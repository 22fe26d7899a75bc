//! Pipeline orchestration
//!
//! This module provides the public API for Healthprint.
//! It sequences the stages from a validated profile to the analysis envelope:
//! condition classification → compound risk → personalized targets → 90-day
//! projection → phase roadmap → narrative.

use chrono::{DateTime, Utc};
use tracing::debug;
use uuid::Uuid;

use crate::config::EngineConfig;
use crate::error::HealthprintError;
use crate::narrative;
use crate::projection::{calculate_ninety_day_projection, ProjectionInputs};
use crate::risk::{bmi, bmi_category, compound_risk, RiskInputs};
use crate::roadmap::{generate_roadmap, RoadmapInputs};
use crate::scoring::{grade, overall_score, round_to};
use crate::targets::{calculate_all_targets, TargetInputs};
use crate::types::{AnalysisResult, ConditionAnalysis, NarrativeSections, ProfileInput, UserProfile};
use crate::validation::validate_profile;
use crate::ENGINE_VERSION;

/// Run a full analysis with the default configuration.
///
/// # Arguments
/// * `profile` - Demographics, metrics, lifestyle and optional medical data
/// * `display_name` - Name used in the result envelope and narrative
///
/// # Returns
/// The complete analysis, or `InvalidProfile` when a precondition fails
///
/// # Example
/// ```ignore
/// let result = generate_analysis(&profile, "Alex")?;
/// println!("{} ({})", result.overall_score, result.overall_grade);
/// ```
pub fn generate_analysis(
    profile: &ProfileInput,
    display_name: &str,
) -> Result<AnalysisResult, HealthprintError> {
    AnalysisEngine::new().analyze(profile, display_name)
}

/// Analysis engine bound to one configuration.
///
/// Use this when running many analyses with a custom configuration.
#[derive(Debug, Clone)]
pub struct AnalysisEngine {
    config: EngineConfig,
}

impl Default for AnalysisEngine {
    fn default() -> Self {
        Self::new()
    }
}

impl AnalysisEngine {
    /// Create an engine with the default configuration
    pub fn new() -> Self {
        Self {
            config: EngineConfig::global().clone(),
        }
    }

    /// Create an engine with a validated custom configuration
    pub fn with_config(config: EngineConfig) -> Result<Self, HealthprintError> {
        config.validate()?;
        Ok(Self { config })
    }

    pub fn config(&self) -> &EngineConfig {
        &self.config
    }

    /// Analyze a profile, stamping a fresh id and the current time
    pub fn analyze(
        &self,
        profile: &ProfileInput,
        display_name: &str,
    ) -> Result<AnalysisResult, HealthprintError> {
        self.analyze_at(profile, display_name, Utc::now(), Uuid::new_v4().to_string())
    }

    /// Analyze a profile with a fixed timestamp and id.
    ///
    /// Identical inputs produce identical results.
    pub fn analyze_at(
        &self,
        profile: &ProfileInput,
        display_name: &str,
        generated_at: DateTime<Utc>,
        analysis_id: String,
    ) -> Result<AnalysisResult, HealthprintError> {
        validate_profile(profile)?;
        let config = &self.config;

        let conditions =
            ConditionAnalysis::classify(profile.condition_tags(), profile.has_critical_conditions());
        debug!(
            analysis_id = %analysis_id,
            severity = conditions.severity.as_str(),
            conditions = conditions.active_conditions.len(),
            "classified conditions"
        );

        let risk = compound_risk(&RiskInputs::from_profile(profile, &conditions));
        debug!(
            analysis_id = %analysis_id,
            overall = risk.overall_risk_level.as_str(),
            diabetes = risk.diabetes_risk,
            cardiovascular = risk.cardiovascular_risk,
            "computed compound risk"
        );

        let targets = calculate_all_targets(&TargetInputs::from_profile(profile, &conditions), config);
        debug!(
            analysis_id = %analysis_id,
            steps = targets.steps.target_steps,
            weight_direction = targets.weight.direction.as_str(),
            "computed personalized targets"
        );

        let projection =
            calculate_ninety_day_projection(&ProjectionInputs::from_profile(profile, &targets), config);
        debug!(
            analysis_id = %analysis_id,
            compliance = projection.compliance_rate,
            weight = projection.weight.projected,
            "projected 90-day outcome"
        );

        let roadmap = generate_roadmap(
            &RoadmapInputs::from_profile(profile, &conditions, &targets, &projection),
            config,
        );
        debug!(
            analysis_id = %analysis_id,
            pacing = roadmap.pacing_exponent,
            "generated roadmap"
        );

        let demographics = &profile.demographics;
        let raw_bmi = bmi(demographics.weight_kg, demographics.height_cm);
        let score = overall_score(&profile.health_metrics);

        let mut result = AnalysisResult {
            analysis_id,
            generated_at,
            engine_version: ENGINE_VERSION.to_string(),
            overall_score: score,
            overall_grade: grade(score).to_string(),
            user_profile: UserProfile {
                display_name: display_name.to_string(),
                age: demographics.age,
                gender: demographics.gender,
                weight_kg: round_to(demographics.weight_kg, 1),
                height_cm: round_to(demographics.height_cm, 1),
                bmi: round_to(raw_bmi, 1),
                bmi_category: bmi_category(raw_bmi),
                healthy_weight_range: targets.healthy_weight_range,
            },
            condition_analysis: conditions,
            risk_analysis: risk,
            personalized_targets: targets,
            ninety_day_projection: projection,
            transformation_roadmap: roadmap,
            narrative: NarrativeSections::default(),
        };
        result.narrative = narrative::render(&result);

        debug!(
            analysis_id = %result.analysis_id,
            score = result.overall_score,
            grade = %result.overall_grade,
            "analysis complete"
        );
        Ok(result)
    }

    /// Parse a JSON profile, analyze it and return the result as JSON
    pub fn analyze_json(
        &self,
        profile_json: &str,
        display_name: &str,
    ) -> Result<String, HealthprintError> {
        let profile: ProfileInput = serde_json::from_str(profile_json)?;
        let result = self.analyze(&profile, display_name)?;
        Ok(serde_json::to_string(&result)?)
    }
}
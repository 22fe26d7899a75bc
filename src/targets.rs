//! Personalized target calculation
//!
//! Derives daily and weekly targets (sleep, hydration, steps, exercise, weight)
//! from demographics, self-assessed metrics and condition flags. Condition caps
//! are applied after the general adjustments so they always win.

use crate::config::EngineConfig;
use crate::risk::{bmi, bmi_category};
use crate::scoring::{
    hydration_liters_from_score, round_to, sleep_hours_from_score, steps_from_score,
};
use crate::types::{
    BmiCategory, ConditionAnalysis, ExerciseTarget, Gender, HealthMetrics, HealthyWeightRange,
    HydrationTarget, PersonalizedTargets, ProfileInput, SleepTarget, StepTarget, WeightDirection,
    WeightTarget,
};

/// BMI bounds of the healthy weight range
pub const HEALTHY_BMI_MIN: f64 = 18.5;
pub const HEALTHY_BMI_MAX: f64 = 24.9;

/// Recommended weekly rates used for the weight timeline estimate (kg)
const GAIN_RATE_KG_PER_WEEK: f64 = 0.25;
const LOSS_RATE_KG_PER_WEEK: f64 = 0.5;

/// Inputs to the target calculator
#[derive(Debug, Clone, Copy)]
pub struct TargetInputs<'a> {
    pub age: u32,
    pub gender: Gender,
    pub weight_kg: f64,
    pub height_cm: f64,
    pub metrics: HealthMetrics,
    pub conditions: &'a ConditionAnalysis,
}

impl<'a> TargetInputs<'a> {
    pub fn from_profile(profile: &ProfileInput, conditions: &'a ConditionAnalysis) -> Self {
        let demographics = &profile.demographics;
        Self {
            age: demographics.age,
            gender: demographics.gender,
            weight_kg: demographics.weight_kg,
            height_cm: demographics.height_cm,
            metrics: profile.health_metrics,
            conditions,
        }
    }

    fn bmi(&self) -> f64 {
        bmi(self.weight_kg, self.height_cm)
    }
}

/// Compute every personalized target
pub fn calculate_all_targets(inputs: &TargetInputs<'_>, config: &EngineConfig) -> PersonalizedTargets {
    let bmi = inputs.bmi();
    let category = bmi_category(bmi);

    PersonalizedTargets {
        sleep: calculate_sleep_target(inputs.age, inputs.metrics.sleep, inputs.conditions, config),
        hydration: calculate_hydration_target(inputs, config),
        steps: calculate_step_target(
            inputs.age,
            bmi,
            inputs.metrics.exercise,
            inputs.conditions,
            config,
        ),
        weight: calculate_weight_target(inputs.weight_kg, inputs.height_cm),
        exercise: calculate_exercise_target(
            inputs.age,
            inputs.metrics.exercise,
            category,
            inputs.conditions,
        ),
        healthy_weight_range: calculate_healthy_weight_range(inputs.height_cm),
    }
}

/// Weight band for BMI 18.5-24.9 at the given height
pub fn calculate_healthy_weight_range(height_cm: f64) -> HealthyWeightRange {
    let (min_kg, max_kg) = healthy_weight_bounds(height_cm);
    HealthyWeightRange {
        min_kg: round_to(min_kg, 1),
        max_kg: round_to(max_kg, 1),
    }
}

/// Unrounded healthy weight bounds (kg)
pub(crate) fn healthy_weight_bounds(height_cm: f64) -> (f64, f64) {
    let height_m = height_cm / 100.0;
    let squared = height_m * height_m;
    (HEALTHY_BMI_MIN * squared, HEALTHY_BMI_MAX * squared)
}

/// Age-banded sleep target, never below what is already achieved
pub fn calculate_sleep_target(
    age: u32,
    sleep_score: u8,
    conditions: &ConditionAnalysis,
    config: &EngineConfig,
) -> SleepTarget {
    let ceiling = config.sleep_ceiling_hours;
    let base: f64 = match age {
        0..=17 => 9.0,
        18..=25 => 8.0,
        26..=64 => 7.5,
        _ => 7.0,
    };
    let recovery_bonus: f64 = if conditions.has_heart_condition
        || conditions.has_kidney_disease
        || conditions.has_liver_disease
        || conditions.is_pregnant
    {
        0.5
    } else {
        0.0
    };

    let current_hours = sleep_hours_from_score(sleep_score);
    let mut target_hours = (base + recovery_bonus).min(ceiling);
    if current_hours >= target_hours {
        target_hours = current_hours.min(ceiling);
    }

    SleepTarget {
        current_hours,
        target_hours: round_to(target_hours, 1),
    }
}
#[cfg(test)]
mod tests {
    use super::*;
    use crate::types::CheckupFrequency;

    fn neutral_lifestyle() -> LifestyleFactors {
        LifestyleFactors {
            is_smoker: false,
            alcohol_level: AlcoholLevel::None,
            stress_level: StressLevel::Low,
            checkup_frequency: CheckupFrequency::Annually,
            urgency_level: crate::types::UrgencyLevel::Medium,
            energy_level: EnergyLevel::Medium,
            mindfulness_practice: MindfulnessPractice::Occasionally,
            social_support: SocialSupport::Mixed,
            burnout_level: BurnoutLevel::Low,
        }
    }

    fn inputs<'a>(
        age: u32,
        weight: f64,
        height: f64,
        lifestyle: LifestyleFactors,
        conditions: &'a ConditionAnalysis,
    ) -> RiskInputs<'a> {
        RiskInputs {
            age,
            gender: Gender::Female,
            bmi: bmi(weight, height),
            metrics: HealthMetrics::uniform(5),
            lifestyle,
            conditions,
        }
    }

    #[test]
    fn test_bmi_and_category() {
        let value = bmi(50.0, 170.0);
        assert!((value - 17.30).abs() < 0.01);
        assert_eq!(bmi_category(value), BmiCategory::Underweight);
        assert_eq!(bmi_category(18.5), BmiCategory::Normal);
        assert_eq!(bmi_category(24.99), BmiCategory::Normal);
        assert_eq!(bmi_category(25.0), BmiCategory::Overweight);
        assert_eq!(bmi_category(30.0), BmiCategory::Obese);
        assert_eq!(bmi_category(bmi(100.0, 165.0)), BmiCategory::SeverelyObese);
    }

    #[test]
    fn test_underweight_45_year_old_diabetes_modifiers() {
        let conditions = ConditionAnalysis::default();
        let risk = compound_risk(&inputs(45, 50.0, 170.0, neutral_lifestyle(), &conditions));
        // baseline 10 + age 10 + exercise 5 + nutrition 5, no BMI penalty
        assert_eq!(risk.diabetes_risk, 30.0);
    }

    #[test]
    fn test_diagnosed_diabetes_is_exactly_100() {
        let conditions = ConditionAnalysis::classify(&["diabetes_type2"], false);
        let risk = compound_risk(&inputs(25, 100.0, 165.0, neutral_lifestyle(), &conditions));
        assert_eq!(risk.diabetes_risk, 100.0);
        assert_eq!(risk.primary_risk_factors[0], "Diagnosed diabetes");

        let mut healthy = inputs(20, 60.0, 175.0, neutral_lifestyle(), &conditions);
        healthy.metrics = HealthMetrics::uniform(10);
        assert_eq!(compound_risk(&healthy).diabetes_risk, 100.0);
    }

    #[test]
    fn test_stress_without_support_mental_health() {
        let conditions = ConditionAnalysis::default();
        let mut lifestyle = neutral_lifestyle();
        lifestyle.stress_level = StressLevel::High;
        lifestyle.social_support = SocialSupport::Unsupported;

        let risk = compound_risk(&inputs(35, 70.0, 175.0, lifestyle, &conditions));
        assert!(risk.mental_health_risk >= 50.0);
        assert!(risk.mental_health_risk <= MENTAL_HEALTH_CEILING);
        assert!(risk
            .primary_risk_factors
            .iter()
            .any(|f| f == "Limited social support"));
    }

    fn labels(card: &ScoreCard) -> Vec<(&'static str, f64)> {
        card.modifiers().iter().map(|m| (m.label, m.delta)).collect()
    }

    #[test]
    fn test_factor_labels_follow_level() {
        let conditions = ConditionAnalysis::default();
        let mut lifestyle = neutral_lifestyle();
        lifestyle.stress_level = StressLevel::Moderate;
        let moderate = inputs(35, 70.0, 175.0, lifestyle, &conditions);

        let cardio = labels(&cardiovascular_card(&moderate));
        assert!(cardio.contains(&("Moderate stress", 5.0)));
        assert!(cardio.iter().all(|(label, _)| *label != "High stress"));
        assert!(labels(&mental_health_card(&moderate)).contains(&("Moderate stress", 5.0)));

        let lifestyle = LifestyleFactors {
            energy_level: EnergyLevel::High,
            mindfulness_practice: MindfulnessPractice::Regularly,
            social_support: SocialSupport::Supported,
            ..neutral_lifestyle()
        };
        let supported = inputs(35, 70.0, 175.0, lifestyle, &conditions);
        let mental = labels(&mental_health_card(&supported));
        assert!(mental.contains(&("High energy", -5.0)));
        assert!(mental.contains(&("Regular mindfulness", -10.0)));
        assert!(mental.contains(&("Strong social support", -10.0)));
        assert!(!mental.iter().any(|(label, _)| matches!(
            *label,
            "Low energy" | "No mindfulness practice" | "Limited social support"
        )));

        let mut active = supported;
        active.metrics = HealthMetrics::uniform(10);
        let diabetes = labels(&diabetes_card(&active));
        assert!(diabetes.contains(&("Regular exercise", -5.0)));
        assert!(diabetes.contains(&("Good nutrition", -5.0)));
        assert!(labels(&cardiovascular_card(&active)).contains(&("Regular exercise", -5.0)));
    }

    #[test]
    fn test_worst_case_respects_ceilings() {
        let conditions = ConditionAnalysis::classify(
            &[
                "heart_condition",
                "high_blood_pressure",
                "kidney_disease",
                "mental_health",
                "thyroid_disorder",
            ],
            true,
        );
        let lifestyle = LifestyleFactors {
            is_smoker: true,
            alcohol_level: AlcoholLevel::Heavy,
            stress_level: StressLevel::High,
            energy_level: EnergyLevel::Low,
            mindfulness_practice: MindfulnessPractice::Never,
            social_support: SocialSupport::Unsupported,
            burnout_level: BurnoutLevel::High,
            ..neutral_lifestyle()
        };
        let mut risk_inputs = inputs(80, 140.0, 160.0, lifestyle, &conditions);
        risk_inputs.gender = Gender::Male;
        risk_inputs.metrics = HealthMetrics::uniform(1);

        let risk = compound_risk(&risk_inputs);
        assert_eq!(risk.diabetes_risk, 100.0);
        assert_eq!(risk.cardiovascular_risk, CARDIOVASCULAR_CEILING);
        assert_eq!(risk.metabolic_syndrome_risk, METABOLIC_CEILING);
        assert_eq!(risk.mental_health_risk, MENTAL_HEALTH_CEILING);
        assert_eq!(risk.overall_risk_level, RiskLevel::Critical);
        assert!(risk.primary_risk_factors.len() <= MAX_PRIMARY_FACTORS);
    }

    #[test]
    fn test_best_case_floors_at_zero() {
        let conditions = ConditionAnalysis::default();
        let lifestyle = LifestyleFactors {
            energy_level: EnergyLevel::High,
            mindfulness_practice: MindfulnessPractice::Regularly,
            social_support: SocialSupport::Supported,
            ..neutral_lifestyle()
        };
        let mut risk_inputs = inputs(22, 65.0, 175.0, lifestyle, &conditions);
        risk_inputs.metrics = HealthMetrics::uniform(10);

        let risk = compound_risk(&risk_inputs);
        assert!(risk.diabetes_risk >= 0.0);
        assert!(risk.mental_health_risk >= 0.0);
        assert_eq!(risk.overall_risk_level, RiskLevel::Low);
        assert!(risk.primary_risk_factors.is_empty());
    }

    #[test]
    fn test_overall_risk_thresholds() {
        assert_eq!(overall_risk_level(60.0), RiskLevel::Critical);
        assert_eq!(overall_risk_level(59.9), RiskLevel::High);
        assert_eq!(overall_risk_level(40.0), RiskLevel::High);
        assert_eq!(overall_risk_level(20.0), RiskLevel::Moderate);
        assert_eq!(overall_risk_level(19.9), RiskLevel::Low);
    }
}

> TRY IT:
In the data above, which lines include "RiskLevel"? Return those lines.

> TASK RESPONSE:
        assert_eq!(risk.overall_risk_level, RiskLevel::Critical);
        assert_eq!(risk.overall_risk_level, RiskLevel::Low);
        assert_eq!(overall_risk_level(60.0), RiskLevel::Critical);
        assert_eq!(overall_risk_level(59.9), RiskLevel::High);
        assert_eq!(overall_risk_level(40.0), RiskLevel::High);
        assert_eq!(overall_risk_level(20.0), RiskLevel::Moderate);
        assert_eq!(overall_risk_level(19.9), RiskLevel::Low);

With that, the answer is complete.